Problem requirements:
The records sit below this line. Repeat all of them exactly.

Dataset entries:
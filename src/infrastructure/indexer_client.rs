//! das indexer JSON-RPC 客户端
//! 只设置请求超时，不做重试/降级（交给调用方）

use std::time::Duration;

use async_trait::async_trait;
use serde::{de::DeserializeOwned, Deserialize, Serialize};
use serde_json::{json, Value};

use crate::{
    config::IndexerConfig,
    domain::{AccountRole, KeyInfo},
    error::{DotbitError, IndexerErrorCode, Result},
    service::indexer::{AccountInfoResponse, BitIndexer, RawRecord, ReverseRecord, ServerInfo},
};

pub struct RemoteBitIndexer {
    url: String,
    http_client: reqwest::Client,
}

impl RemoteBitIndexer {
    pub fn new(url: impl Into<String>, timeout: Duration) -> Result<Self> {
        let http_client = reqwest::Client::builder().timeout(timeout).build()?;
        Ok(Self {
            url: url.into(),
            http_client,
        })
    }

    pub fn from_config(config: &IndexerConfig) -> Result<Self> {
        Self::new(config.endpoint(), Duration::from_millis(config.timeout_ms))
    }

    pub fn url(&self) -> &str {
        &self.url
    }

    async fn request<T: DeserializeOwned>(&self, method: &str, params: Vec<Value>) -> Result<T> {
        let req = JsonRpcRequest::new(method, params);
        tracing::debug!(method = %method, url = %self.url, "Sending indexer request");

        let resp = self.http_client.post(&self.url).json(&req).send().await?;
        let status = resp.status();
        if !status.is_success() {
            tracing::warn!(method = %method, status = %status, "Indexer responded with error status");
            return Err(DotbitError::Network(format!(
                "indexer responded with HTTP {}",
                status
            )));
        }

        let body: JsonRpcResponse = resp.json().await?;
        decode_response(body)
    }
}

/// 解包 JSON-RPC 外壳与 indexer 的 errno/data 内层
fn decode_response<T: DeserializeOwned>(body: JsonRpcResponse) -> Result<T> {
    if let Some(err) = body.error {
        return Err(DotbitError::indexer(
            IndexerErrorCode::from_errno(err.code),
            err.message,
        ));
    }
    let result = body
        .result
        .ok_or_else(|| DotbitError::Decode("missing result in JSON-RPC response".into()))?;

    if result.errno != 0 {
        return Err(DotbitError::indexer(
            IndexerErrorCode::from_errno(result.errno),
            result.errmsg,
        ));
    }

    Ok(serde_json::from_value(result.data)?)
}

fn key_info_param(key_info: &KeyInfo) -> Value {
    json!({ "type": "blockchain", "key_info": key_info })
}

#[async_trait]
impl BitIndexer for RemoteBitIndexer {
    async fn server_info(&self) -> Result<ServerInfo> {
        self.request("das_serverInfo", vec![]).await
    }

    async fn reverse_record(&self, key_info: &KeyInfo) -> Result<ReverseRecord> {
        self.request("das_reverseRecord", vec![key_info_param(key_info)])
            .await
    }

    async fn account_list(&self, key_info: &KeyInfo, role: AccountRole) -> Result<Vec<String>> {
        let mut param = key_info_param(key_info);
        param["role"] = json!(role.as_str());

        let list: AccountList = self.request("das_accountList", vec![param]).await?;
        Ok(list
            .account_list
            .into_iter()
            .map(|item| item.account)
            .collect())
    }

    async fn account_info(&self, account: &str) -> Result<AccountInfoResponse> {
        self.request("das_accountInfo", vec![json!({ "account": account })])
            .await
    }

    async fn account_info_by_id(&self, account_id: &str) -> Result<AccountInfoResponse> {
        self.request("das_accountInfo", vec![json!({ "account_id": account_id })])
            .await
    }

    async fn account_records(&self, account: &str) -> Result<Vec<RawRecord>> {
        let records: AccountRecords = self
            .request("das_accountRecords", vec![json!({ "account": account })])
            .await?;
        Ok(records.records)
    }
}

#[derive(Serialize)]
struct JsonRpcRequest<'a> {
    jsonrpc: &'a str,
    method: &'a str,
    params: Vec<Value>,
    id: u64,
}

impl<'a> JsonRpcRequest<'a> {
    fn new(method: &'a str, params: Vec<Value>) -> Self {
        Self {
            jsonrpc: "2.0",
            method,
            params,
            id: 1,
        }
    }
}

#[derive(Deserialize)]
struct JsonRpcResponse {
    #[serde(default)]
    result: Option<IndexerResult>,
    #[serde(default)]
    error: Option<JsonRpcError>,
}

#[derive(Deserialize)]
struct JsonRpcError {
    code: i64,
    #[serde(default)]
    message: String,
}

#[derive(Deserialize)]
struct IndexerResult {
    errno: i64,
    #[serde(default)]
    errmsg: String,
    #[serde(default)]
    data: Value,
}

#[derive(Deserialize)]
struct AccountList {
    #[serde(default)]
    account_list: Vec<AccountListItem>,
}

#[derive(Deserialize)]
struct AccountListItem {
    account: String,
}

#[derive(Deserialize)]
struct AccountRecords {
    #[serde(default)]
    records: Vec<RawRecord>,
}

Output of the task:
filename src/infrastructure/indexer_client.rs
//! das indexer JSON-RPC 客户端
//! 只设置请求超时，不做重试/降级（交给调用方）

use std::time::Duration;

use async_trait::async_trait;
use serde::{de::DeserializeOwned, Deserialize, Serialize};
use serde_json::{json, Value};

use crate::{
    config::IndexerConfig,
    domain::{AccountRole, KeyInfo},
    error::{DotbitError, IndexerErrorCode, Result},
    service::indexer::{AccountInfoResponse, BitIndexer, RawRecord, ReverseRecord, ServerInfo},
};

pub struct RemoteBitIndexer {
    url: String,
    http_client: reqwest::Client,
}

impl RemoteBitIndexer {
    pub fn new(url: impl Into<String>, timeout: Duration) -> Result<Self> {
        let http_client = reqwest::Client::builder().timeout(timeout).build()?;
        Ok(Self {
            url: url.into(),
            http_client,
        })
    }

    pub fn from_config(config: &IndexerConfig) -> Result<Self> {
        Self::new(config.endpoint(), Duration::from_millis(config.timeout_ms))
    }

    pub fn url(&self) -> &str {
        &self.url
    }

    async fn request<T: DeserializeOwned>(&self, method: &str, params: Vec<Value>) -> Result<T> {
        let req = JsonRpcRequest::new(method, params);
        tracing::debug!(method = %method, url = %self.url, "Sending indexer request");

        let resp = self.http_client.post(&self.url).json(&req).send().await?;
        let status = resp.status();
        if !status.is_success() {
            tracing::warn!(method = %method, status = %status, "Indexer responded with error status");
            return Err(DotbitError::Network(format!(
                "indexer responded with HTTP {}",
                status
            )));
        }

        let body: JsonRpcResponse = resp.json().await?;
        decode_response(body)
    }
}

/// 解包 JSON-RPC 外壳与 indexer 的 errno/data 内层
fn decode_response<T: DeserializeOwned>(body: JsonRpcResponse) -> Result<T> {
    if let Some(err) = body.error {
        return Err(DotbitError::indexer(
            IndexerErrorCode::from_errno(err.code),
            err.message,
        ));
    }
    let result = body
        .result
        .ok_or_else(|| DotbitError::Decode("missing result in JSON-RPC response".into()))?;

    if result.errno != 0 {
        return Err(DotbitError::indexer(
            IndexerErrorCode::from_errno(result.errno),
            result.errmsg,
        ));
    }

    Ok(serde_json::from_value(result.data)?)
}

fn key_info_param(key_info: &KeyInfo) -> Value {
    json!({ "type": "blockchain", "key_info": key_info })
}

#[async_trait]
impl BitIndexer for RemoteBitIndexer {
    async fn server_info(&self) -> Result<ServerInfo> {
        self.request("das_serverInfo", vec![]).await
    }

    async fn reverse_record(&self, key_info: &KeyInfo) -> Result<ReverseRecord> {
        self.request("das_reverseRecord", vec![key_info_param(key_info)])
            .await
    }

    async fn account_list(&self, key_info: &KeyInfo, role: AccountRole) -> Result<Vec<String>> {
        let mut param = key_info_param(key_info);
        param["role"] = json!(role.as_str());

        let list: AccountList = self.request("das_accountList", vec![param]).await?;
        Ok(list
            .account_list
            .into_iter()
            .map(|item| item.account)
            .collect())
    }

    async fn account_info(&self, account: &str) -> Result<AccountInfoResponse> {
        self.request("das_accountInfo", vec![json!({ "account": account })])
            .await
    }

    async fn account_info_by_id(&self, account_id: &str) -> Result<AccountInfoResponse> {
        self.request("das_accountInfo", vec![json!({ "account_id": account_id })])
            .await
    }

    async fn account_records(&self, account: &str) -> Result<Vec<RawRecord>> {
        let records: AccountRecords = self
            .request("das_accountRecords", vec![json!({ "account": account })])
            .await?;
        Ok(records.records)
    }
}

#[derive(Serialize)]
struct JsonRpcRequest<'a> {
    jsonrpc: &'a str,
    method: &'a str,
    params: Vec<Value>,
    id: u64,
}

impl<'a> JsonRpcRequest<'a> {
    fn new(method: &'a str, params: Vec<Value>) -> Self {
        Self {
            jsonrpc: "2.0",
            method,
            params,
            id: 1,
        }
    }
}

#[derive(Deserialize)]
struct JsonRpcResponse {
    #[serde(default)]
    result: Option<IndexerResult>,
    #[serde(default)]
    error: Option<JsonRpcError>,
}

#[derive(Deserialize)]
struct JsonRpcError {
    code: i64,
    #[serde(default)]
    message: String,
}

#[derive(Deserialize)]
struct IndexerResult {
    errno: i64,
    #[serde(default)]
    errmsg: String,
    #[serde(default)]
    data: Value,
}

#[derive(Deserialize)]
struct AccountList {
    #[serde(default)]
    account_list: Vec<AccountListItem>,
}

#[derive(Deserialize)]
struct AccountListItem {
    account: String,
}

#[derive(Deserialize)]
struct AccountRecords {
    #[serde(default)]
    records: Vec<RawRecord>,
}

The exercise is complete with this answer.